Brierley: Is this the best argument from natural theology?

Collins: The cosmological argument makes theism viable intuitively, but there are some things that are puzzling, like the concept of the necessary being. But the fine-tuning argument is decisive.

Brierley: What’s are some objections to the fine-tuning argument?

Millican: The argument is based on recent physics, so we should be cautious because we maybe we will discover a natural explanation.

Brierley: Respond to that.

Collins: The cosmological constant has been around since 1980. But the direction that physics is moving in is that there are more constants and quantities being discovered that need to be fine-tuned, not less. Even if you had a grand unified theory, that would have to be have the fine-tuning pushed into it.

(BREAK)

Millican: Since we have no experience of other laws and values from other universes, we don’t know whether these values can be other than they are. Psychologically, humans are prone to seeing purpose and patterns where there is none, so maybe that’s happening here.

Brierley: Respond to that.

Collins: It is possible to determine probabilities on a single universe case, for example using multiple ways of calculating Avogadro’s number all converging on the same number makes it more probable.

Millican: Yes, I willing to accept that these constants can take on other values, (“principle of indifference”). But maybe this principle be applied if the improbability were pushed up into the theory?

Collins: Even if you had a grand theory, selecting the grand theory from others would retain the improbability.

Brierley: What about the multiverse?

Millican: What if there are many, many different universes, and we happen to be in the one that is finely-tuned, then we should not be surprised to observe fine-tuning.

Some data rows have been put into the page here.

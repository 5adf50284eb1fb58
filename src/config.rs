use serde::{Deserialize, Serialize};
use std::net::IpAddr;
use std::path::PathBuf;
use std::time::Duration;

use crate::error::{PeerstoreError, Result};

#[derive(Debug, Clone, Serialize, Deserialize)]
pub struct Config {
    pub node_id: String,
    pub bind_ip: IpAddr,
    pub port: u16,
    /// Address peers use to reach this node; `bind_ip:port` when unset.
    pub advertise_address: Option<String>,
    pub storage_path: PathBuf,
    /// Bytes this node offers to the cluster.
    pub capacity: u64,
    /// Seed peer addresses (`host:port`) announced to at startup.
    pub peers: Vec<String>,
    pub replication_factor: usize,
    pub sweep_interval_secs: u64,
    pub stale_after_secs: u64,
    pub probe_timeout_secs: u64,
    pub expire_after_secs: u64,
    pub push_timeout_secs: u64,
    pub max_in_flight: usize,
    pub max_attempts: u32,
}

impl Config {
    pub fn new(node_id: String, bind_ip: IpAddr, port: u16) -> Self {
        Self {
            node_id,
            bind_ip,
            port,
            advertise_address: None,
            storage_path: PathBuf::from("./data"),
            capacity: 10 * 1024 * 1024 * 1024, // 10 GiB
            peers: Vec::new(),
            replication_factor: 3,
            sweep_interval_secs: 30,
            stale_after_secs: 60,
            probe_timeout_secs: 5,
            expire_after_secs: 600,
            push_timeout_secs: 30,
            max_in_flight: 16,
            max_attempts: 1,
        }
    }

    pub fn bind_address(&self) -> String {
        format!("{}:{}", self.bind_ip, self.port)
    }

    pub fn advertise_address(&self) -> String {
        self.advertise_address
            .clone()
            .unwrap_or_else(|| self.bind_address())
    }

    pub fn validate(&self) -> Result<()> {
        if self.node_id.trim().is_empty() {
            return Err(PeerstoreError::InvalidConfig("node id must not be empty".to_string()));
        }
        if self.sweep_interval_secs == 0 {
            return Err(PeerstoreError::InvalidConfig(
                "sweep interval must be at least one second".to_string(),
            ));
        }
        if self.max_in_flight == 0 {
            return Err(PeerstoreError::InvalidConfig(
                "max in-flight replications must be positive".to_string(),
            ));
        }
        if self.max_attempts == 0 {
            return Err(PeerstoreError::InvalidConfig(
                "max attempts must be positive".to_string(),
            ));
        }
        if let Some(peer) = self.peers.iter().find(|peer| !peer.contains(':')) {
            return Err(PeerstoreError::InvalidConfig(format!(
                "peer address {} must be host:port",
                peer
            )));
        }
        Ok(())
    }
}

impl From<&Config> for storage::StoreOptions {
    fn from(_config: &Config) -> Self {
        storage::StoreOptions::default()
    }
}

impl From<&Config> for cluster::MembershipConfig {
    fn from(config: &Config) -> Self {
        cluster::MembershipConfig {
            sweep_interval: Duration::from_secs(config.sweep_interval_secs),
            stale_after: Duration::from_secs(config.stale_after_secs),
            probe_timeout: Duration::from_secs(config.probe_timeout_secs),
            expire_after: Duration::from_secs(config.expire_after_secs),
        }
    }
}

impl From<&Config> for replication::ReplicationConfig {
    fn from(config: &Config) -> Self {
        replication::ReplicationConfig {
            replication_factor: config.replication_factor,
            push_timeout: Duration::from_secs(config.push_timeout_secs),
            max_in_flight: config.max_in_flight,
            max_attempts: config.max_attempts,
        }
    }
}

impl From<&Config> for api::Config {
    fn from(config: &Config) -> Self {
        api::Config {
            node_ip: config.bind_ip,
            port: config.port,
        }
    }
}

Maybe a multiverse theory will be discovered in the future that would allow us to have these many universes with randomized constants and quantities. “I do think that it is a little bit of a promissary note”. I don’t think physics is pointing to this right now.

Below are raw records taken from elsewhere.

use chrono::Utc;
use sha2::{Digest, Sha256};
use std::collections::hash_map::DefaultHasher;
use std::collections::HashMap;
use std::hash::{Hash, Hasher};
use std::path::{Path, PathBuf};
use std::sync::{RwLock, RwLockReadGuard, RwLockWriteGuard};
use tokio::fs::{self, File};
use tokio::io::{AsyncRead, AsyncReadExt, AsyncWriteExt};
use tokio::sync::{Mutex, MutexGuard};

use crate::metadata::{LogRecord, MetadataLog};
use crate::object::{generate_id, ReplicaInfo, StorageObject};
use crate::{Result, StorageError, StoreStats};

const CHUNK_SIZE: usize = 64 * 1024;

#[derive(Debug, Clone)]
pub struct StoreOptions {
    /// Number of striped key locks.
    pub lock_stripes: usize,
    /// Log records after which the snapshot is rewritten.
    pub compact_after: usize,
    /// fsync payload files and log appends.
    pub sync_writes: bool,
}

impl Default for StoreOptions {
    fn default() -> Self {
        Self {
            lock_stripes: 64,
            compact_after: 1000,
            sync_writes: true,
        }
    }
}

/// Local object store: one payload file per object version under `root`,
/// plus an in-memory index made durable by a [`MetadataLog`].
///
/// Operations on the same key are serialized by a striped lock held across
/// file I/O and the log append. The index lock itself is only held for map
/// updates, so operations on unrelated keys proceed concurrently.
pub struct ObjectStore {
    root: PathBuf,
    node_id: String,
    index: RwLock<HashMap<String, StorageObject>>,
    stripes: Vec<Mutex<()>>,
    log: MetadataLog,
    options: StoreOptions,
}

impl ObjectStore {
    pub async fn open<P: AsRef<Path>>(root: P, node_id: &str, options: StoreOptions) -> Result<Self> {
        let root = root.as_ref().to_path_buf();
        fs::create_dir_all(&root).await?;

        let (log, index) = MetadataLog::open(root.join("metadata"), options.sync_writes).await?;
        let stripes = (0..options.lock_stripes.max(1)).map(|_| Mutex::new(())).collect();

        tracing::info!("Object store opened at {:?} with {} objects", root, index.len());

        Ok(Self {
            root,
            node_id: node_id.to_string(),
            index: RwLock::new(index),
            stripes,
            log,
            options,
        })
    }

    pub fn root(&self) -> &Path {
        &self.root
    }

    pub fn node_id(&self) -> &str {
        &self.node_id
    }

    pub async fn put<R>(&self, key: &str, payload: R, content_type: &str) -> Result<StorageObject>
    where
        R: AsyncRead + Unpin,
    {
        self.put_with_metadata(key, payload, content_type, HashMap::new()).await
    }

    /// Streams `payload` into a new backing file, hashing it in the same pass,
    /// then publishes the descriptor under `key`.
    ///
    /// A previous version under the same key is replaced in the index; its
    /// backing file is left on disk.
    pub async fn put_with_metadata<R>(
        &self,
        key: &str,
        payload: R,
        content_type: &str,
        metadata: HashMap<String, String>,
    ) -> Result<StorageObject>
    where
        R: AsyncRead + Unpin,
    {
        self.write_object(key, payload, content_type, metadata, None).await
    }

    /// Like [`put_with_metadata`](Self::put_with_metadata), but the object is
    /// only published if the streamed bytes hash to `expected_checksum`.
    /// On a mismatch the new file is removed and any previous version under
    /// `key` stays in place.
    pub async fn put_verified<R>(
        &self,
        key: &str,
        payload: R,
        content_type: &str,
        metadata: HashMap<String, String>,
        expected_checksum: &str,
    ) -> Result<StorageObject>
    where
        R: AsyncRead + Unpin,
    {
        self.write_object(key, payload, content_type, metadata, Some(expected_checksum))
            .await
    }

    async fn write_object<R>(
        &self,
        key: &str,
        mut payload: R,
        content_type: &str,
        metadata: HashMap<String, String>,
        expected_checksum: Option<&str>,
    ) -> Result<StorageObject>
    where
        R: AsyncRead + Unpin,
    {
        let _guard = self.lock_key(key).await;

        let now = Utc::now();
        let id = generate_id(key, now);
        let path = self.root.join(&id);

        let (size, checksum) = match self.write_payload(&path, &mut payload).await {
            Ok(written) => written,
            Err(e) => {
                remove_quietly(&path).await;
                return Err(StorageError::Io(e));
            }
        };

        if let Some(expected) = expected_checksum {
            if !expected.eq_ignore_ascii_case(&checksum) {
                remove_quietly(&path).await;
                return Err(StorageError::ChecksumMismatch {
                    expected: expected.to_string(),
                    actual: checksum,
                });
            }
        }

        let object = StorageObject::new(
            id,
            key,
            size,
            content_type,
            checksum,
            metadata,
            ReplicaInfo::local(&self.node_id, &path),
            now,
        );

        let previous = self.index_write().insert(key.to_string(), object.clone());

        let record = LogRecord::Upsert { object: object.clone() };
        if let Err(e) = self.append(&record).await {
            {
                let mut index = self.index_write();
                match previous {
                    Some(previous) => index.insert(key.to_string(), previous),
                    None => index.remove(key),
                };
            }
            remove_quietly(&path).await;
            return Err(e);
        }

        tracing::info!("Stored object {} as {} ({} bytes)", key, object.id, size);
        Ok(object)
    }

    /// Opens the payload of `key` for reading.
    ///
    /// Every call counts as an access: the updated statistics are logged
    /// before the file is handed out.
    pub async fn get(&self, key: &str) -> Result<(File, StorageObject)> {
        let _guard = self.lock_key(key).await;

        let object = {
            let mut index = self.index_write();
            let object = index
                .get_mut(key)
                .ok_or_else(|| StorageError::NotFound(key.to_string()))?;
            object.record_access(Utc::now());
            object.clone()
        };

        let record = LogRecord::Upsert { object: object.clone() };
        if let Err(e) = self.append(&record).await {
            tracing::warn!("Failed to persist access statistics for {}: {}", key, e);
        }

        let file = File::open(self.payload_path(&object)).await?;
        Ok((file, object))
    }

    /// Descriptor lookup that does not count as an access.
    pub fn head(&self, key: &str) -> Result<StorageObject> {
        self.index_read()
            .get(key)
            .cloned()
            .ok_or_else(|| StorageError::NotFound(key.to_string()))
    }

    /// Opens a fresh read handle on the payload described by `object`.
    pub async fn open_payload(&self, object: &StorageObject) -> Result<File> {
        Ok(File::open(self.payload_path(object)).await?)
    }

    /// Removes the index entry for `key` and every backing file it lists.
    pub async fn delete(&self, key: &str) -> Result<()> {
        let _guard = self.lock_key(key).await;

        let object = self
            .index_write()
            .remove(key)
            .ok_or_else(|| StorageError::NotFound(key.to_string()))?;

        let record = LogRecord::Remove { key: key.to_string() };
        if let Err(e) = self.append(&record).await {
            self.index_write().insert(key.to_string(), object);
            return Err(e);
        }

        for replica in &object.replicas {
            match fs::remove_file(&replica.location).await {
                Ok(()) => {}
                Err(e) if e.kind() == std::io::ErrorKind::NotFound => {}
                Err(e) => {
                    tracing::warn!("Failed to remove {} for {}: {}", replica.location, key, e);
                    return Err(StorageError::Io(e));
                }
            }
        }

        tracing::info!("Deleted object {} ({})", key, object.id);
        Ok(())
    }

    /// Point-in-time copy of the index.
    pub fn list(&self) -> HashMap<String, StorageObject> {
        self.index_read().clone()
    }

    pub fn stats(&self) -> StoreStats {
        let index = self.index_read();
        let mut stats = StoreStats::default();
        for object in index.values() {
            stats.total_objects += 1;
            stats.total_size_bytes += object.size;
            *stats.tier_distribution.entry(object.storage_tier).or_insert(0) += 1;
        }
        stats
    }

    pub fn used_bytes(&self) -> u64 {
        self.index_read().values().map(|object| object.size).sum()
    }

    /// Rewrites the metadata snapshot and truncates the log.
    pub async fn compact(&self) -> Result<()> {
        self.log.compact(|| self.list()).await
    }

    async fn append(&self, record: &LogRecord) -> Result<()> {
        let pending = self.log.append(record).await?;
        if pending >= self.options.compact_after {
            if let Err(e) = self.compact().await {
                tracing::warn!("Metadata compaction failed: {}", e);
            }
        }
        Ok(())
    }

    async fn write_payload<R>(&self, path: &Path, payload: &mut R) -> std::io::Result<(u64, String)>
    where
        R: AsyncRead + Unpin,
    {
        let mut file = File::create(path).await?;
        let mut hasher = Sha256::new();
        let mut buf = vec![0u8; CHUNK_SIZE];
        let mut size = 0u64;

        loop {
            let n = payload.read(&mut buf).await?;
            if n == 0 {
                break;
            }
            hasher.update(&buf[..n]);
            file.write_all(&buf[..n]).await?;
            size += n as u64;
        }

        file.flush().await?;
        if self.options.sync_writes {
            file.sync_all().await?;
        }

        Ok((size, format!("{:x}", hasher.finalize())))
    }

    fn payload_path(&self, object: &StorageObject) -> PathBuf {
        match object.local_replica(&self.node_id) {
            Some(replica) => PathBuf::from(&replica.location),
            None => self.root.join(&object.id),
        }
    }

    async fn lock_key(&self, key: &str) -> MutexGuard<'_, ()> {
        let mut hasher = DefaultHasher::new();
        key.hash(&mut hasher);
        let stripe = (hasher.finish() % self.stripes.len() as u64) as usize;
        self.stripes[stripe].lock().await
    }

    fn index_read(&self) -> RwLockReadGuard<'_, HashMap<String, StorageObject>> {
        self.index.read().unwrap_or_else(|poisoned| poisoned.into_inner())
    }

    fn index_write(&self) -> RwLockWriteGuard<'_, HashMap<String, StorageObject>> {
        self.index.write().unwrap_or_else(|poisoned| poisoned.into_inner())
    }
}

async fn remove_quietly(path: &Path) {
    if let Err(e) = fs::remove_file(path).await {
        if e.kind() != std::io::ErrorKind::NotFound {
            tracing::warn!("Failed to remove partial file {:?}: {}", path, e);
        }
    }
}
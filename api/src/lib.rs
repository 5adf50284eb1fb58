mod server;
mod handlers;
mod error;

pub use server::{create_router, Server};
pub use handlers::AppState;
pub use error::{ApiError, ApiResult};

use serde::{Deserialize, Serialize};
use std::net::IpAddr;

#[derive(Debug, Clone, Serialize, Deserialize)]
pub struct Config {
    pub node_ip: IpAddr,
    pub port: u16,
}

impl Config {
    pub fn bind_address(&self) -> String {
        format!("{}:{}", self.node_ip, self.port)
    }
}

/// Prefix of request headers that are stored as object metadata.
pub const METADATA_HEADER_PREFIX: &str = "x-meta-";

Brierley: Respond to that.

Collins: I agree it’s a promissary note. This is the strongest objection to the fine-tuning argument. But there are objections to the multiverse: 1) the fine-tuning is kicked back up to the multiverse generator has to be set just right to produce universes with different constants, 2) the multiverse is more likely to produce a small universe with Boltzmann brains that pop into existence and then out again, rather than a universe that contains conscious, embodied intelligent agents. I am working on a third response now that would show that the same constants that allow complex, embodied life ALSO allow the universe to be discoverable. This would negate the observer-selection effect required by the multiverse objection.

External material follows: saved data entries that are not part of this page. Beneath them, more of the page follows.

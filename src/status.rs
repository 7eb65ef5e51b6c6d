//! Search results and per-manager status classification.

use crate::ManagerId;
use semver::Version;
use serde::Serialize;
use std::path::{Path, PathBuf};

/// Which search tier located a manager's executable.
#[derive(Debug, Clone, Copy, PartialEq, Eq, Hash, Serialize)]
#[serde(rename_all = "snake_case")]
pub enum DiscoveryMethod {
    /// Tier 1: the bare executable name ran through the ambient PATH.
    DirectCommand,
    /// Tier 2: found by scanning the PATH directories.
    PathScan,
    /// Tier 3: found at one of the handler's well-known install locations.
    CommonPath,
    /// Tier 4: found at a user-configured location.
    CustomPath,
}

impl DiscoveryMethod {
    /// Only the first two tiers mean the executable is reachable through PATH.
    pub fn is_in_path(&self) -> bool {
        matches!(self, Self::DirectCommand | Self::PathScan)
    }
}

/// A resolved executable location.
#[derive(Debug, Clone, PartialEq, Eq)]
pub struct SearchResult {
    /// Absolute path of the executable (or the bare name when Tier 1
    /// succeeded but the location could not be resolved).
    pub path: PathBuf,
    /// The tier that produced this result.
    pub method: DiscoveryMethod,
    /// Manager version parsed from the probe output, when recognizable.
    pub version: Option<Version>,
    /// The executable exists but the OS refused to run it.
    pub permission_denied: bool,
}

impl SearchResult {
    pub fn new(path: impl Into<PathBuf>, method: DiscoveryMethod) -> Self {
        Self {
            path: path.into(),
            method,
            version: None,
            permission_denied: false,
        }
    }

    /// An executable that exists but could not be run.
    pub fn blocked(path: impl Into<PathBuf>, method: DiscoveryMethod) -> Self {
        Self {
            permission_denied: true,
            ..Self::new(path, method)
        }
    }

    pub fn in_path(&self) -> bool {
        self.method.is_in_path()
    }
}

/// Coarse availability of a manager.
#[derive(Debug, Clone, Copy, PartialEq, Eq, Hash, Serialize)]
#[serde(rename_all = "snake_case")]
pub enum ManagerState {
    /// Installed and reachable through PATH.
    Available,
    /// Installed, but only found outside PATH.
    PathMissing,
    /// Not found by any tier.
    NotInstalled,
}

/// Discovery status of one manager.
///
/// Built by [`PackageManagerStatus::classify`] from a search outcome, or by
/// [`PackageManagerStatus::failed`] when the probe itself crashed or timed out.
#[derive(Debug, Clone, PartialEq, Eq, Serialize)]
#[serde(rename_all = "camelCase")]
pub struct PackageManagerStatus {
    pub manager: ManagerId,
    pub status: ManagerState,
    #[serde(skip_serializing_if = "Option::is_none")]
    pub discovery_method: Option<DiscoveryMethod>,
    #[serde(skip_serializing_if = "Option::is_none")]
    pub found_path: Option<PathBuf>,
    pub in_path: bool,
    #[serde(skip_serializing_if = "Option::is_none")]
    pub message: Option<String>,
    #[serde(skip_serializing_if = "Option::is_none")]
    pub version: Option<Version>,
    /// Found, but running it failed with permission denied.
    #[serde(skip_serializing_if = "std::ops::Not::not")]
    pub permission_denied: bool,
}

impl PackageManagerStatus {
    /// Classify a search outcome.
    ///
    /// ```rust
    /// use pkgmgr_discovery::{DiscoveryMethod, ManagerId, ManagerState, PackageManagerStatus, SearchResult};
    ///
    /// let found = SearchResult::new("/opt/homebrew/bin/brew", DiscoveryMethod::CommonPath);
    /// let status = PackageManagerStatus::classify(ManagerId::Homebrew, Some(&found));
    /// assert_eq!(status.status, ManagerState::PathMissing);
    /// assert!(!status.in_path);
    ///
    /// let status = PackageManagerStatus::classify(ManagerId::Homebrew, None);
    /// assert_eq!(status.status, ManagerState::NotInstalled);
    /// ```
    pub fn classify(manager: ManagerId, result: Option<&SearchResult>) -> Self {
        let Some(result) = result else {
            return Self::not_installed(manager, None);
        };

        let (status, message) = if result.permission_denied {
            let status = if result.method.is_in_path() {
                ManagerState::Available
            } else {
                ManagerState::PathMissing
            };
            (
                status,
                Some(format!(
                    "{} found but permission was denied running it; make it executable for the current user",
                    result.path.display()
                )),
            )
        } else if result.method.is_in_path() {
            (ManagerState::Available, None)
        } else {
            (
                ManagerState::PathMissing,
                Some(format!(
                    "{} found but not on PATH; add it to your shell PATH",
                    result.path.display()
                )),
            )
        };

        Self {
            manager,
            status,
            discovery_method: Some(result.method),
            found_path: Some(result.path.clone()),
            in_path: result.method.is_in_path(),
            message,
            version: result.version.clone(),
            permission_denied: result.permission_denied,
        }
    }

    /// Status for a manager whose lookup failed outright.
    pub fn failed(manager: ManagerId, reason: impl Into<String>) -> Self {
        Self::not_installed(manager, Some(reason.into()))
    }

    fn not_installed(manager: ManagerId, message: Option<String>) -> Self {
        Self {
            manager,
            status: ManagerState::NotInstalled,
            discovery_method: None,
            found_path: None,
            in_path: false,
            message,
            version: None,
            permission_denied: false,
        }
    }

    /// True when the executable exists at all (`available` or `path_missing`).
    pub fn is_installed(&self) -> bool {
        matches!(
            self.status,
            ManagerState::Available | ManagerState::PathMissing
        )
    }

    /// Path to use when running the manager.
    pub fn path(&self) -> Option<&Path> {
        self.found_path.as_deref()
    }
}

/// Per-session probe state of a manager.
#[derive(Debug, Clone, PartialEq, Eq)]
pub enum ProbeState {
    /// Not queried yet in this session.
    Unknown,
    /// A probe is running.
    Probing,
    /// Probed; the status is final for the session.
    Resolved(PackageManagerStatus),
}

Brierley: Respond to that.

Millican: I don’t see why the multiverse generator has to be fine-tuned, since we don’t know what the multiverse generator is. I’m not impressed by the Boltzmann brains, but won’t discuss. We should be cautious about inferring design because maybe this is a case where we are seeing purpose and design where there is none.

Brierley: Can you negate the discoverability of the universe by saying that it might be psychological?

Collins: These things are not psychological. The selected value for the cosmic microwave background radiation is fine-tuned for life and for discoverability. It’s not merely a discoverability selection effect, it’s optimal for discoverability. If baryon-photon value were much smaller, we would have known that it was not optimal. So that judgment cannot be explained by

Millican: That’s a very interesting new twist.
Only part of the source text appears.